Pourtant la Flandre vote N-VA ?

Le vote massif pour la N-VA me désole énormément. Je prépare pour le KVS, une pièce sur le mythe des grands festivals rock de l’été. Je veux y montrer que pour les jeunes qui les fréquentent, c’est un signe d’ennui et de chagrin, comme à l’époque de Tchekhov quand la jeunesse quittait Moscou pour vivre à la campagne leur jeunesse dorée mais pleine d’ennui. J’ai suivi cet été des jeunes au festival folk de Dranouter. Je les interrogeais sur leur vote et ils me disaient avoir voté Bart De Wever car, disaient-ils, "il est le seul à pouvoir faire quelque chose pour la Belgique" (ils ne disaient pas la Flandre). Ils mélangeaient tout et votaient pour une image et pour le charisme d’un homme, mais pas pour des idées. Je connais très bien Bart De Wever, qui faisait sa thèse en même temps que moi et nous déjeunions souvent ensemble. Il était marrant, entêté et original. Mais aujourd’hui, attention. Le seul fait que j’écrive des chroniques dans "Le Soir" me vaut des e-mails plein de haine. Les forums en ligne, en Flandre, sont infestés par des gens qui ont trop de temps libre et trop peu d’amis. Pourtant, si on voit la politique comme un marché, il y a des niches à prendre : celle des gens qui veulent une réforme plus limitée, ou celle de tous les gens qui sont très fatigués par tout ça. Personne n’ose contrer Bart De Wever, mais celui-ci a déjà dû admettre qu’il ne pouvait techniquement, pas scinder la Belgique comme ça, d’un trait.

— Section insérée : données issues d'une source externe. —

//! ---
//! ms2m_section: "06-replay"
//! ms2m_subsection: "module"
//! ms2m_type: "source"
//! ms2m_scope: "code"
//! ms2m_description: "Broker administration seam used by the coordinator."
//! ms2m_version: "v0.0.0-prealpha"
//! ms2m_owner: "tbd"
//! ---
use std::fmt;
use std::sync::Arc;
use std::time::Duration;

use async_trait::async_trait;
use ms2m_api::MessageQueueConfig;

use crate::error::Result;

/// Backlog snapshot of a queue.
#[derive(Debug, Clone, Copy, PartialEq, Eq, Default)]
pub struct QueueDepth {
    /// Ready plus unacknowledged messages.
    pub messages: u64,
    pub consumers: u64,
}

/// In-band markers delimiting the replay window.
#[derive(Debug, Clone, Copy, PartialEq, Eq)]
pub enum ControlSignal {
    StartReplay,
    EndReplay,
}

impl ControlSignal {
    pub fn as_str(&self) -> &'static str {
        match self {
            ControlSignal::StartReplay => "START_REPLAY",
            ControlSignal::EndReplay => "END_REPLAY",
        }
    }
}

impl fmt::Display for ControlSignal {
    fn fmt(&self, f: &mut fmt::Formatter<'_>) -> fmt::Result {
        f.write_str(self.as_str())
    }
}

#[async_trait]
pub trait QueueAdmin: Send + Sync {
    /// Idempotent. `expiry` removes the queue once it has gone unused that long.
    async fn declare_queue(&self, queue: &str, expiry: Duration) -> Result<()>;
    async fn bind_queue(&self, queue: &str, exchange: &str, routing_key: &str) -> Result<()>;
    async fn queue_depth(&self, queue: &str) -> Result<QueueDepth>;
    /// Deliver `signal` straight to `queue`.
    async fn publish_control(&self, queue: &str, signal: ControlSignal, migration: &str) -> Result<()>;
    /// Returns false when the queue was already gone or, with `if_empty`,
    /// still held messages.
    async fn delete_queue(&self, queue: &str, if_empty: bool) -> Result<bool>;
}

/// Resolves the admin endpoint for a migration's broker.
pub trait BrokerConnector: Send + Sync {
    fn connect(&self, mq: &MessageQueueConfig) -> Result<Arc<dyn QueueAdmin>>;
}

impl<T> BrokerConnector for Arc<T>
where
    T: QueueAdmin + 'static,
{
    fn connect(&self, _mq: &MessageQueueConfig) -> Result<Arc<dyn QueueAdmin>> {
        Ok(self.clone())
    }
}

Connaissez-vous la culture francophone ?

Caroline Lamarche, par exemple, est une amie. Mais, curieusement, c’est parfois à l’étranger qu’on fait des rencontres. Au dernier festival littéraire de Cognac, j’ai eu le plaisir de rencontrer Yvon Toussaint et Jean-Luc Outers.

Un écrivain peut-il changer le monde ?

Non, même si l’attitude future de la Flandre à l’égard du Congo sera peut-être teintée par mon livre. Pour tenter de faire bouger les choses, je choisis l’essai ou la chronique dans un journal. Mon théâtre, par contre, est celui du désespoir (pour dire comme Artaud). Il montre le point zéro de l’existence. Le journalisme, la compassion, le courage civil, viennent ensuite. J’y mets d’abord la forte idée de solitude, de tristesse, de mélancolie qui est en moi. J’ai été profondément influencé par Camus pour qui le constat de l’absurde était le point de départ d’un engagement civique et moral. Je partage l’idée que "la littérature est une illusion qui sert à démasquer d’autres illusions" . Elle ne sert pas directement à l’engagement.